April retail sales came in below expectations this morning, unchanged from March versus +1.0% expected following a 10.7% stimulus-boosted print last month. Core was even more disappointing, shedding 0.8% MoM. Strong increases were seen in cars and food services, with other “opening-up” categories such as clothing, sporting goods, and general merch tumbling sharply.
The annual data was, of course, very positive given where the country was a year ago. Perhaps the better way to evaluate it is by looking at the longer-term picture. Thanks to the stimulus payments, retail sales blew through the long-term trend in January and are just now settling back to trend.Of course, the pandemic drove a sharp increase in online sales – while retail employment dropped like a rock during the shutdowns.
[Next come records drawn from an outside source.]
//! Diesel row types and their conversions to and from the domain model.

pub mod application;
pub mod campaign;
pub mod category;
#[cfg(feature = "server")]
pub mod config;
pub mod profile;
pub mod user;
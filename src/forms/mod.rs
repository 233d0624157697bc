//! HTML form inputs and their conversion into validated payloads.

use validator::ValidationErrors;

pub mod applications;
pub mod auth;
pub mod campaigns;
pub mod profiles;

/// Names of the fields that failed validation, sorted.
pub fn invalid_fields(errors: &ValidationErrors) -> Vec<String> {
    let mut fields: Vec<String> = errors
        .field_errors()
        .keys()
        .map(|field| field.to_string())
        .collect();
    fields.sort();
    fields
}

#[cfg(test)]
mod tests {
    use super::*;
    use validator::Validate;

    #[derive(Validate)]
    struct Sample {
        #[validate(length(min = 1))]
        title: String,
        #[validate(range(min = 0))]
        budget: i64,
    }

    #[test]
    fn lists_failing_fields_in_order() {
        let sample = Sample {
            title: String::new(),
            budget: -1,
        };
        let errors = sample.validate().unwrap_err();
        assert_eq!(invalid_fields(&errors), vec!["budget", "title"]);
    }
}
It has yet to come close to pre-pandemic levels and, given the general decline already underway since 2016, is unlikely to do so anytime soon.
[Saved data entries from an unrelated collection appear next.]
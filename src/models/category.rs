use diesel::prelude::*;

use crate::domain::category::Category as DomainCategory;
use crate::domain::types::{CategoryName, TypeConstraintError};

/// Diesel model representing the `categories` table.
#[derive(Debug, Clone, Identifiable, Queryable, Selectable)]
#[diesel(table_name = crate::schema::categories)]
pub struct Category {
    pub id: i32,
    pub name: String,
    pub description: Option<String>,
}

/// Row of the `profile_categories` join table.
#[derive(Debug, Clone, Insertable, Queryable)]
#[diesel(table_name = crate::schema::profile_categories)]
pub struct ProfileCategory {
    pub profile_id: i32,
    pub category_id: i32,
}

impl TryFrom<Category> for DomainCategory {
    type Error = TypeConstraintError;

    fn try_from(category: Category) -> Result<Self, Self::Error> {
        Ok(Self {
            id: category.id.try_into()?,
            name: CategoryName::new(category.name)?,
            description: category.description,
        })
    }
}
use actix_web::{Responder, post, web};
use actix_web_flash_messages::FlashMessage;

use crate::domain::auth::AuthenticatedUser;
use crate::domain::types::{ApplicationId, Locale};
use crate::forms::applications::{ApplicationStatusForm, ApplicationStatusFormPayload};
use crate::i18n::Catalog;
use crate::repository::DieselRepository;
use crate::routes::{handle_service_error, redirect};
use crate::services::ServiceError;
use crate::services::applications::decide_application;

#[post("/applications/{application_id}/status")]
pub async fn set_application_status(
    path: web::Path<(Locale, i32)>,
    user: AuthenticatedUser,
    repo: web::Data<DieselRepository>,
    catalog: web::Data<Catalog>,
    web::Form(form): web::Form<ApplicationStatusForm>,
) -> impl Responder {
    let (locale, application_id) = path.into_inner();
    let back = format!("/{locale}/dashboard/company");

    let application_id = match ApplicationId::new(application_id) {
        Ok(id) => id,
        Err(e) => return handle_service_error(e.into(), &catalog, locale, &back),
    };

    let payload: ApplicationStatusFormPayload = match form.try_into() {
        Ok(payload) => payload,
        Err(e) => return handle_service_error(ServiceError::from(e), &catalog, locale, &back),
    };

    match decide_application(&user, application_id, payload, repo.get_ref()) {
        Ok((campaign_id, status)) => {
            let key = format!("flash.application_{status}");
            FlashMessage::success(catalog.translate(locale, &key)).send();
            redirect(&format!("/{locale}/campaigns/{campaign_id}"))
        }
        Err(err) => handle_service_error(err, &catalog, locale, &back),
    }
}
The markets could care less about unemployment – focusing instead on the effects of trillions in stimulus and QE, the justification for which is said unemployment. If more people returned to work, the Fed would presumably trim back its support for the markets.
Futures backtested the red TL (erstwhile H&S neckline) overnight, primarily on the usual beatdown in VIX, which closed back below its SMA200 and gapped down below its SMA100 overnight. It’s off about 25% in the last 24 hours – a strong signal to the algos.